Typically, autoantibodies are antibodies that have lost their way. Instead of attacking threats to the body, including infectious pathogens such as cancer or viruses, they mistakenly target healthy tissue.
However, the findings of this study revealed that some autoantibodies in the treated cancer patients were associated with “dramatically altered odds ratios” that in some cases helped, and in others hindered, the anti-tumor effectiveness of immunotherapy.
“Our analysis shows that certain naturally occurring autoantibodies can tilt the odds dramatically toward shrinking tumors,” says Ring, senior author of the study.
“We saw some cases where autoantibodies boosted a patient’s likelihood of responding to checkpoint blockade by as much as five- to 10-fold. For years, autoantibodies were viewed mainly as bad actors in autoimmune disease, but we’re discovering they can also act as potent, built-in therapeutics.”
Notably, the team found that autoantibodies blocking proteins called interferons were linked to better anti-tumor responses to checkpoint inhibitors.
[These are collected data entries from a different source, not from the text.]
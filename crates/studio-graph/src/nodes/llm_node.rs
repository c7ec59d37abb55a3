use std::collections::BTreeMap;
use std::sync::Arc;
use std::time::Duration;

use anyhow::{bail, Context, Result};
use async_trait::async_trait;
use futures::StreamExt;
use serde_json::Value;
use studio_llm::{ChatClient, ChatOptions, ChatRequest, Message, ToolCall, ToolChoice};
use studio_tools::ToolRegistry;
use studio_types::{GraphState, StreamEvent};
use tokio_util::sync::CancellationToken;
use tracing::{debug, info, warn};

use crate::node::{emit, EventSender, Node, NodeType};

/// Tool call being assembled from stream fragments
#[derive(Default)]
struct PendingCall {
    id: Option<String>,
    name: Option<String>,
    arguments: String,
    announced: bool,
}

struct StepOutput {
    text: String,
    tool_calls: Vec<ToolCall>,
    finish_reason: Option<String>,
    cancelled: bool,
}

/// One model step: stream the completion, forward deltas, record text and
/// tool-call parts, and append the assistant message to the state.
pub struct LLMNode {
    client: Arc<dyn ChatClient>,
    tools: Arc<ToolRegistry>,
    idle_timeout: Duration,
    cancel: CancellationToken,
}

impl LLMNode {
    pub fn new(
        client: Arc<dyn ChatClient>,
        tools: Arc<ToolRegistry>,
        idle_timeout: Duration,
        cancel: CancellationToken,
    ) -> Self {
        Self {
            client,
            tools,
            idle_timeout,
            cancel,
        }
    }

    fn build_request(&self, state: &GraphState) -> ChatRequest {
        let mut options = ChatOptions::new();
        if !self.tools.is_empty() {
            options = options.tools(self.tools.llm_tools()).tool_choice(ToolChoice::auto());
        }
        if let Some(temp) = state.llm_config.temperature {
            options = options.temperature(temp);
        }
        if let Some(max_tokens) = state.llm_config.max_tokens {
            options = options.max_tokens(max_tokens);
        }

        ChatRequest::new(state.llm_config.model.clone(), state.messages.clone()).with_options(options)
    }

    async fn process_stream(
        &self,
        mut stream: studio_llm::EventStream,
        state: &mut GraphState,
        event_tx: &EventSender,
    ) -> Result<StepOutput> {
        let step = state.steps;
        let mut text = String::new();
        let mut finish_reason = None;
        let mut pending: BTreeMap<u32, PendingCall> = BTreeMap::new();
        let mut cancelled = false;

        loop {
            let next = tokio::select! {
                biased;
                _ = self.cancel.cancelled() => {
                    cancelled = true;
                    break;
                }
                next = tokio::time::timeout(self.idle_timeout, stream.next()) => next,
            };

            let event = match next {
                Err(_) => bail!("Model stream idle for more than {}s", self.idle_timeout.as_secs()),
                Ok(None) => break,
                Ok(Some(event)) => event.context("Model stream failed")?,
            };

            match event {
                studio_llm::StreamEvent::Reasoning { content } => {
                    emit(event_tx, StreamEvent::Reasoning { content }).await;
                }
                studio_llm::StreamEvent::Message { content } => {
                    text.push_str(&content);
                    state.parts.push_text(step, &content);
                    emit(event_tx, StreamEvent::TextDelta { content }).await;
                }
                studio_llm::StreamEvent::ToolCall { index, id, name, arguments } => {
                    let call = pending.entry(index).or_default();
                    if let Some(id) = id {
                        call.id = Some(id);
                    }
                    if let Some(name) = name {
                        call.name = Some(name);
                    }
                    if let Some(args) = arguments {
                        call.arguments.push_str(&args);
                    }
                    if let (false, Some(id), Some(name)) = (call.announced, &call.id, &call.name) {
                        call.announced = true;
                        state.parts.start_tool(id, name);
                        emit(
                            event_tx,
                            StreamEvent::ToolInputStreaming {
                                tool_call_id: id.clone(),
                                tool_name: name.clone(),
                            },
                        )
                        .await;
                    }
                }
                studio_llm::StreamEvent::Done { finish_reason: reason } => {
                    finish_reason = reason;
                }
            }
        }

        let tool_calls = pending
            .into_values()
            .filter_map(|call| match (call.id, call.name) {
                (Some(id), Some(name)) => Some(ToolCall::new(id, name, call.arguments)),
                _ => None,
            })
            .collect();

        Ok(StepOutput {
            text,
            tool_calls,
            finish_reason,
            cancelled,
        })
    }

    async fn announce_inputs(&self, state: &mut GraphState, calls: &[ToolCall], event_tx: &EventSender) {
        for call in calls {
            let input = call
                .arguments_value()
                .unwrap_or_else(|_| Value::String(call.function.arguments.clone()));
            if let Err(e) = state.parts.set_input(&call.id, &call.function.name, input.clone()) {
                warn!(error = %e, "Ignoring out-of-order tool state update");
            }
            emit(
                event_tx,
                StreamEvent::ToolInputAvailable {
                    tool_call_id: call.id.clone(),
                    tool_name: call.function.name.clone(),
                    input,
                },
            )
            .await;
        }
    }
}

#[async_trait]
impl Node for LLMNode {
    async fn execute(&self, state: &mut GraphState, event_tx: EventSender) -> Result<()> {
        let request = self.build_request(state);
        info!(
            model = %request.model,
            step = state.steps + 1,
            tools = self.tools.len(),
            "Requesting model step"
        );

        let stream = tokio::select! {
            biased;
            _ = self.cancel.cancelled() => return Ok(()),
            stream = self.client.chat_stream(request) => stream.context("Failed to open model stream")?,
        };

        let output = self.process_stream(stream, state, &event_tx).await?;
        state.steps += 1;

        // Calls cut off by cancellation are never dispatched
        let tool_calls = if output.cancelled {
            debug!(dropped = output.tool_calls.len(), "Step cancelled mid-stream");
            Vec::new()
        } else {
            output.tool_calls
        };

        self.announce_inputs(state, &tool_calls, &event_tx).await;
        state.add_message(Message::ai_with_content_and_tools(Some(output.text), tool_calls));

        emit(
            &event_tx,
            StreamEvent::StepFinished {
                step: state.steps,
                finish_reason: output.finish_reason,
            },
        )
        .await;

        Ok(())
    }

    fn node_type(&self) -> NodeType {
        NodeType::LLM
    }
}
“In some patients, their immune system essentially brewed its own companion drug,” Ring says. “Their autoantibodies neutralized interferon and that amplified the effect of checkpoint blockade [the immunotherapy].
“This finding gives us a clear blueprint for combination therapies that intentionally modulate the interferon pathway for everyone else.”
Not all autoantibodies were beneficial. In some cases, autoantibodies were associated with patients experiencing dramatically reduced benefits from the immunotherapy. Those autoantibodies highlighted the importance of their targets, suggesting that reversing the effects of those antibodies could restore immunotherapy effectiveness in those patients.
Overall, the study summarized that the relationships between the individual autoantibodies and the impact on immunity effectiveness “underscores a more profound interplay” than previously recognized and recommended further research including clinical studies.
Ring characterized the study findings as “only the beginning. We’re now extending the search to other cancers and treatments so we can harness—or bypass—autoantibodies to make immunotherapy work for far more patients.”
Support for the came from the National Institutes of Health; Yale Cancer Center; Yale Gruber Fellowship; Yale Medical Scientist Training Program; Mark Foundation for Cancer Research; Pew Charitable Trusts; gifts to Fred Hutch; and Yale University. The content is solely the responsibility of the authors and does not necessarily represent the official views of the National Institutes of Health.
Source: Yale